A volte servono farmaci per ottenere di stare bene, ma sempre più spesso accade che non tutti possano permetterseli. Chi può, invece, cerca una soluzione, come nel caso dell’epatite C, le cui cure possono arrivare a cifre spropositate, ovviamente non coperte dal Sistema sanitario nazionale. E capita che qualcuno cerchi una soluzione più economica, ma niente affatto meno efficace. E ora arriva una sentenza che potrebbe regalare qualche sorriso in più ai pazienti e qualche forte mal di pancia alle case farmaceutiche.

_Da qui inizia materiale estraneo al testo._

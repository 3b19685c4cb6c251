// Rodio-backed alert sound with rewind-and-replay semantics.
//
// The output stream is not Send, so a dedicated thread owns it and the sink;
// the rest of the app talks to it over a command channel. The thread exits
// when the sender side is dropped.

use std::fs;
use std::io::{self, Cursor};
use std::path::PathBuf;
use std::sync::mpsc::{self, Receiver, Sender};
use std::sync::Mutex;
use std::thread;
use std::time::Duration;

use rodio::source::{SineWave, Source};
use rodio::{Decoder, OutputStreamBuilder, Sink};

use super::platform::AlertSounder;

enum AudioCommand {
    Replay,
    SetSource(Option<Vec<u8>>),
}

/// Alert sound player. `prepare` is deferred to the user gesture that
/// grants audio permission; until then every `replay` reports an error the
/// dispatcher downgrades to a log line.
pub struct RodioSounder {
    source_file: Mutex<Option<PathBuf>>,
    commands: Mutex<Option<Sender<AudioCommand>>>,
}

impl RodioSounder {
    pub fn new(source_file: Option<PathBuf>) -> Self {
        Self {
            source_file: Mutex::new(source_file),
            commands: Mutex::new(None),
        }
    }

    /// Swap the alert sound. Reads the file eagerly so a bad pick surfaces
    /// to the caller; `None` goes back to the built-in chime.
    pub fn set_source(&self, path: Option<PathBuf>) -> io::Result<()> {
        let bytes = match &path {
            Some(path) => Some(fs::read(path)?),
            None => None,
        };
        *self.source_file.lock().unwrap() = path;
        if let Some(commands) = self.commands.lock().unwrap().as_ref() {
            let _ = commands.send(AudioCommand::SetSource(bytes));
        }
        Ok(())
    }
}

impl AlertSounder for RodioSounder {
    fn prepare(&self) -> io::Result<()> {
        let mut slot = self.commands.lock().unwrap();
        if slot.is_some() {
            return Ok(());
        }

        let bytes = match self.source_file.lock().unwrap().as_ref() {
            Some(path) => Some(fs::read(path)?),
            None => None,
        };

        let (commands, inbox) = mpsc::channel();
        let (ready_tx, ready_rx) = mpsc::channel();
        thread::Builder::new()
            .name("alert-audio".to_string())
            .spawn(move || audio_thread(&inbox, &ready_tx, bytes))?;

        match ready_rx.recv() {
            Ok(Ok(())) => {
                *slot = Some(commands);
                Ok(())
            }
            Ok(Err(message)) => Err(io::Error::other(message)),
            Err(_) => Err(io::Error::other("audio thread exited during startup")),
        }
    }

    fn replay(&self) -> io::Result<()> {
        match self.commands.lock().unwrap().as_ref() {
            Some(commands) => commands
                .send(AudioCommand::Replay)
                .map_err(|_| io::Error::other("audio thread stopped")),
            None => Err(io::Error::other("audio output not initialized")),
        }
    }
}

fn audio_thread(
    inbox: &Receiver<AudioCommand>,
    ready: &Sender<Result<(), String>>,
    mut bytes: Option<Vec<u8>>,
) {
    let stream = match OutputStreamBuilder::open_default_stream() {
        Ok(stream) => stream,
        Err(e) => {
            let _ = ready.send(Err(e.to_string()));
            return;
        }
    };
    let sink = Sink::connect_new(&stream.mixer());
    let _ = ready.send(Ok(()));

    while let Ok(command) = inbox.recv() {
        match command {
            AudioCommand::SetSource(new_bytes) => bytes = new_bytes,
            AudioCommand::Replay => {
                // Stopping clears the queue, so the appended source always
                // plays from position zero.
                sink.stop();
                match &bytes {
                    Some(bytes) => match Decoder::new(Cursor::new(bytes.clone())) {
                        Ok(source) => sink.append(source),
                        Err(e) => {
                            log::warn!("failed to decode alert sound: {e}");
                            continue;
                        }
                    },
                    None => append_chime(&sink),
                }
                sink.play();
            }
        }
    }
}

/// Built-in two-tone chime, used when no custom sound file is configured.
fn append_chime(sink: &Sink) {
    sink.append(
        SineWave::new(880.0)
            .take_duration(Duration::from_millis(150))
            .amplify(0.25),
    );
    sink.append(
        SineWave::new(1318.5)
            .take_duration(Duration::from_millis(250))
            .amplify(0.25),
    );
}

#[cfg(test)]
mod tests {
    use super::*;

    // Device-dependent behavior is covered by the CountingSounder double;
    // these only exercise the paths that never touch an output device.

    #[test]
    fn test_replay_before_prepare_reports_uninitialized() {
        let sounder = RodioSounder::new(None);
        let err = sounder.replay().unwrap_err();
        assert!(err.to_string().contains("not initialized"));
    }

    #[test]
    fn test_set_source_rejects_missing_file() {
        let sounder = RodioSounder::new(None);
        let missing = PathBuf::from("/definitely/not/here.wav");
        assert!(sounder.set_source(Some(missing)).is_err());
        // The previous source is untouched on failure.
        assert!(sounder.source_file.lock().unwrap().is_none());
    }

    #[test]
    fn test_set_source_accepts_clearing_to_builtin_chime() {
        let sounder = RodioSounder::new(Some(PathBuf::from("/tmp/old.wav")));
        sounder.set_source(None).unwrap();
        assert!(sounder.source_file.lock().unwrap().is_none());
    }
}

Perché qualche giorno fa la Corte di appello di Roma ha dato ragione a un malato di epatite C che aveva acquistato in India il farmaco generico per curare la malattia a 2.500 dollari e che gli era stato bloccato alla frontiera. Il medicinale, in questo caso comprato online con un bonifico, in Italia costa circa 44 mila euro e il sistema sanitario lo passa solo ai pazienti più gravi. Come riporta Repubblica il medicinale era stato bloccato alla frontiera a Ciampino il 9 giugno scorso ma il 2 settembre una sentenza della corte d’Appello di Roma ha imposto di restituire al paziente il farmaco sequestrato. «L’ospedale non voleva darmi la cura – ha dichiarato il paziente – e avrei dovuto attendere che la malattia peggiorasse». Ora resta da chiarire se e quanto questa sentenza potrà spostare le regole del commercio di farmaci.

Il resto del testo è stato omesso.